It didn’t take long and I was returning from yoga classes as exchanged, completely rested, much more calm. I began to feel my body in a completely different way, I began to respect myself, to listen to my intuition, to feel that everything in this world, even disease, has a reason. Yoga has completely overturned my view of what health is. It is perfectly normal that, like me, many others start with yoga as an exercise and only then move on to its other dimensions, to spirituality and its spiritual aspect.
Yoga starts on a yoga mat, but over time you will find that on the mat there is only training before the real yoga, which takes place off the mat, and that is to realize and be aware how I behave, how I manage the situations, how I think, how I am in my daily reality. At the same time, yoga gives me a sense of certainty that no matter what happens in the outside world, only I can influence my world inside.
You also do Ayurveda. This is not just yoga or just an Ayurvedic diet, but a complex way of life. What does Ayurveda give you in life?
Ayuveda appealed to me with its complexity and logic, thousands of years of testing and use, finding the cause, recognizing the connection between mind and body, and the fact that, unlike Western medicine, it is personalized medicine.
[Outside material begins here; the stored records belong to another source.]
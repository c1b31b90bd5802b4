//! Email verification endpoint.

use axum::{
    extract::Extension,
    http::{HeaderMap, StatusCode},
    response::{IntoResponse, Json},
};
use std::sync::Arc;

use crate::auth::AuthService;

use super::state::AuthState;
use super::types::{MessageResponse, VerifyEmailRequest};
use super::{enforce_rate_limit, error_response, extract_client_ip};

/// Consume the emailed token and activate the account.
#[utoipa::path(
    post,
    path = "/auth/verify-email",
    request_body = VerifyEmailRequest,
    responses(
        (status = 200, description = "Email verified", body = MessageResponse),
        (status = 400, description = "Invalid or expired token", body = MessageResponse),
        (status = 429, description = "Rate limited", body = MessageResponse)
    ),
    tag = "auth"
)]
pub async fn verify_email(
    headers: HeaderMap,
    service: Extension<Arc<AuthService>>,
    auth_state: Extension<Arc<AuthState>>,
    payload: Option<Json<VerifyEmailRequest>>,
) -> impl IntoResponse {
    let request: VerifyEmailRequest = match payload {
        Some(Json(payload)) => payload,
        None => {
            return (
                StatusCode::BAD_REQUEST,
                Json(MessageResponse::error("Missing payload")),
            )
                .into_response()
        }
    };

    let client_ip = extract_client_ip(&headers).unwrap_or_else(|| "unknown".to_string());
    // Rate limits run before any token work to avoid amplification.
    let rate_headers = match enforce_rate_limit(
        &auth_state,
        &client_ip,
        auth_state.config().auth_quota(),
    )
    .await
    {
        Ok(rate_headers) => rate_headers,
        Err(rejection) => return rejection,
    };

    match service.verify_email(&request.token).await {
        Ok(()) => (
            StatusCode::OK,
            rate_headers,
            Json(MessageResponse::success("Email verified successfully.")),
        )
            .into_response(),
        Err(err) => error_response(&err),
    }
}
Ayurveda has helped me to understand and accept my body (and thus my mind) as it is and to learn what medicine is for me, what I personally need to make me to be in balance. By accepting my difference, I also began to respect other people’s differences more. I like that it is based mainly on prevention, which I can have fully in my hands. I feel like a co-creator of my health.
My Ayurvedic practices could be simplified to a few examples: the choosing right food in its proper combination, using spices in cooking, all of mentioned has to be appropriate to my dosha. All this taking into account the season and at the same time respecting the current phase of my menstrual cycle. Furthermore, cleaning the tongue with a scraper as the first thing in the morning, gargling with oil, Abhyanga – body massage … And I use Ayurvedic herbs to treat my problems.
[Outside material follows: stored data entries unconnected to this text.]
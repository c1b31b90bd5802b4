use secrecy::SecretString;

#[derive(Debug, Clone)]
pub struct GlobalArgs {
    pub base_url: String,
    pub jwt_private_key: SecretString,
    pub access_token_ttl: u64,
    pub refresh_token_ttl: u64,
}

impl GlobalArgs {
    #[must_use]
    pub fn new(base_url: String) -> Self {
        Self {
            base_url,
            jwt_private_key: SecretString::default(),
            access_token_ttl: 3600,
            refresh_token_ttl: 604_800,
        }
    }

    pub fn set_jwt_private_key(&mut self, key: SecretString) {
        self.jwt_private_key = key;
    }
}

#[cfg(test)]
mod tests {
    use super::*;
    use secrecy::ExposeSecret;

    #[test]
    fn test_global_args() {
        let args = GlobalArgs::new("http://localhost:8080".to_string());
        assert_eq!(args.base_url, "http://localhost:8080");
        assert_eq!(args.jwt_private_key.expose_secret(), "");
        assert_eq!(args.access_token_ttl, 3600);
        assert_eq!(args.refresh_token_ttl, 604_800);
    }
}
Have you also studied yoga in Asian countries? Where and what yoga courses did you take and where did you teach yoga everywhere?
I completed a course as a yoga teacher (200 h YT) in Nepal. It included in particular Hatha, Ashtanga yoga and also a bit from meditations, Ayurveda and Bhakti yoga. It was very intense, but I consider it to be one of the best investments in my life.
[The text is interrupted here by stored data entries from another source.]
//! Registration endpoint.

use axum::{
    extract::Extension,
    http::{HeaderMap, StatusCode},
    response::{IntoResponse, Json},
};
use std::sync::Arc;

use crate::auth::AuthService;

use super::state::AuthState;
use super::types::{MessageResponse, RegisterRequest};
use super::{enforce_rate_limit, error_response, extract_client_ip, valid_email};

/// Create a `pending` account and send the verification link.
#[utoipa::path(
    post,
    path = "/auth/register",
    request_body = RegisterRequest,
    responses(
        (status = 201, description = "Registration successful", body = MessageResponse),
        (status = 400, description = "Invalid payload", body = MessageResponse),
        (status = 409, description = "Email already registered", body = MessageResponse),
        (status = 429, description = "Rate limited", body = MessageResponse)
    ),
    tag = "auth"
)]
pub async fn register(
    headers: HeaderMap,
    service: Extension<Arc<AuthService>>,
    auth_state: Extension<Arc<AuthState>>,
    payload: Option<Json<RegisterRequest>>,
) -> impl IntoResponse {
    let request: RegisterRequest = match payload {
        Some(Json(payload)) => payload,
        None => {
            return (
                StatusCode::BAD_REQUEST,
                Json(MessageResponse::error("Missing payload")),
            )
                .into_response()
        }
    };

    let client_ip = extract_client_ip(&headers).unwrap_or_else(|| "unknown".to_string());
    let rate_headers = match enforce_rate_limit(
        &auth_state,
        &client_ip,
        auth_state.config().auth_quota(),
    )
    .await
    {
        Ok(rate_headers) => rate_headers,
        Err(rejection) => return rejection,
    };

    let name = request.name.trim();
    let email = request.email.trim().to_lowercase();
    if name.is_empty() || !valid_email(&email) || request.password.len() < 8 {
        return (
            StatusCode::BAD_REQUEST,
            rate_headers,
            Json(MessageResponse::error("Invalid registration payload")),
        )
            .into_response();
    }

    match service.register(name, &email, &request.password).await {
        Ok(()) => (
            StatusCode::CREATED,
            rate_headers,
            Json(MessageResponse::success(
                "Registration successful. Check your email to activate the account.",
            )),
        )
            .into_response(),
        Err(err) => error_response(&err),
    }
}

#[cfg(test)]
mod tests {
    use super::super::testutil::{response_status, test_extensions};
    use super::*;

    #[tokio::test]
    async fn register_missing_payload() {
        let (service, auth_state) = test_extensions();
        let response = register(HeaderMap::new(), service, auth_state, None)
            .await
            .into_response();
        assert_eq!(response.status(), StatusCode::BAD_REQUEST);
    }

    #[tokio::test]
    async fn register_rejects_invalid_email() {
        let (service, auth_state) = test_extensions();
        let response = register(
            HeaderMap::new(),
            service,
            auth_state,
            Some(Json(RegisterRequest {
                name: "Ana".to_string(),
                email: "not-an-email".to_string(),
                password: "Passw0rd!".to_string(),
            })),
        )
        .await
        .into_response();
        assert_eq!(response.status(), StatusCode::BAD_REQUEST);
    }

    #[tokio::test]
    async fn register_creates_then_conflicts() {
        let (service, auth_state) = test_extensions();

        let request = || {
            Some(Json(RegisterRequest {
                name: "Ana".to_string(),
                email: "ana@example.com".to_string(),
                password: "Passw0rd!".to_string(),
            }))
        };

        let status = response_status(
            register(
                HeaderMap::new(),
                service.clone(),
                auth_state.clone(),
                request(),
            )
            .await,
        );
        assert_eq!(status, StatusCode::CREATED);

        let status =
            response_status(register(HeaderMap::new(), service, auth_state, request()).await);
        assert_eq!(status, StatusCode::CONFLICT);
    }
}
use anyhow::Result;
use custodia::cli::{actions, actions::Action, start};

// Main function
#[tokio::main]
async fn main() -> Result<()> {
    // Start the program
    let (action, globals) = start()?;

    // Handle the action
    match action {
        Action::Server { .. } => actions::server::handle(action, &globals).await?,
    }

    Ok(())
}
However, the real yoga ride started in India. Along the way, I didn’t look for courses but for yoga masters, whom someone recommended me. Everyone from my masters handed me a piece of their treasure into my own yoga puzzle. I must say that what greatly altered my whole understanding of yoga was Vipassana meditation and later completing two levels of Reiki with my master Parveen in Rishikesh. The concept of chakras ultimately connected yoga to Ayurveda, psychology and spiritual development in such a way that I no longer even know how I could have existed without this understanding.
I taught yoga mainly in the south of India in a great Ayurvedic resort, it was my first volunteering in India. Then I taught also in an orphanage in Nepal and in Ecuador to a youth community. But basically it was that wherever I went and someone was interested in listening about Ayurveda and trying yoga, I shared it with them.
From what did you live off on the road? How did you earn?
I lived off my previously saved money. Probably a force majeure arranged that my new car was stolen during my doctorate. Since I had it completely insured, fortunately I didn’t lose anything. And I told myself that all bad things were really good for something, and I took it as an opportunity to rethink that I should put my money this time into education rather than material things again. So I chose travel and self-development, even at the cost of starting again from scratch after returning.
I did not work in my field on the road, because, unfortunately, as a pharmacist, I have not yet found a way to be a digital nomad and be able to work from anywhere through a computer. So at least I tried to control my costs. For example, I traveled by train, mostly in ordinary classes, as locals do as well. I didn´t need any luxury, I often stayed in hostels (not only are they cheap, but also full of interesting people). And I managed to significantly reduce costs, especially by volunteering, where I received accommodation and food in exchange for work. The countries I have traveled to are really cheap compared to Europe. And as a vegetarian, I had a really easy time in India, for example. If you learn to eat in small street restaurants, where the locals eat too, you will save a lot of money for overpriced meals in expensive restaurants for foreigners.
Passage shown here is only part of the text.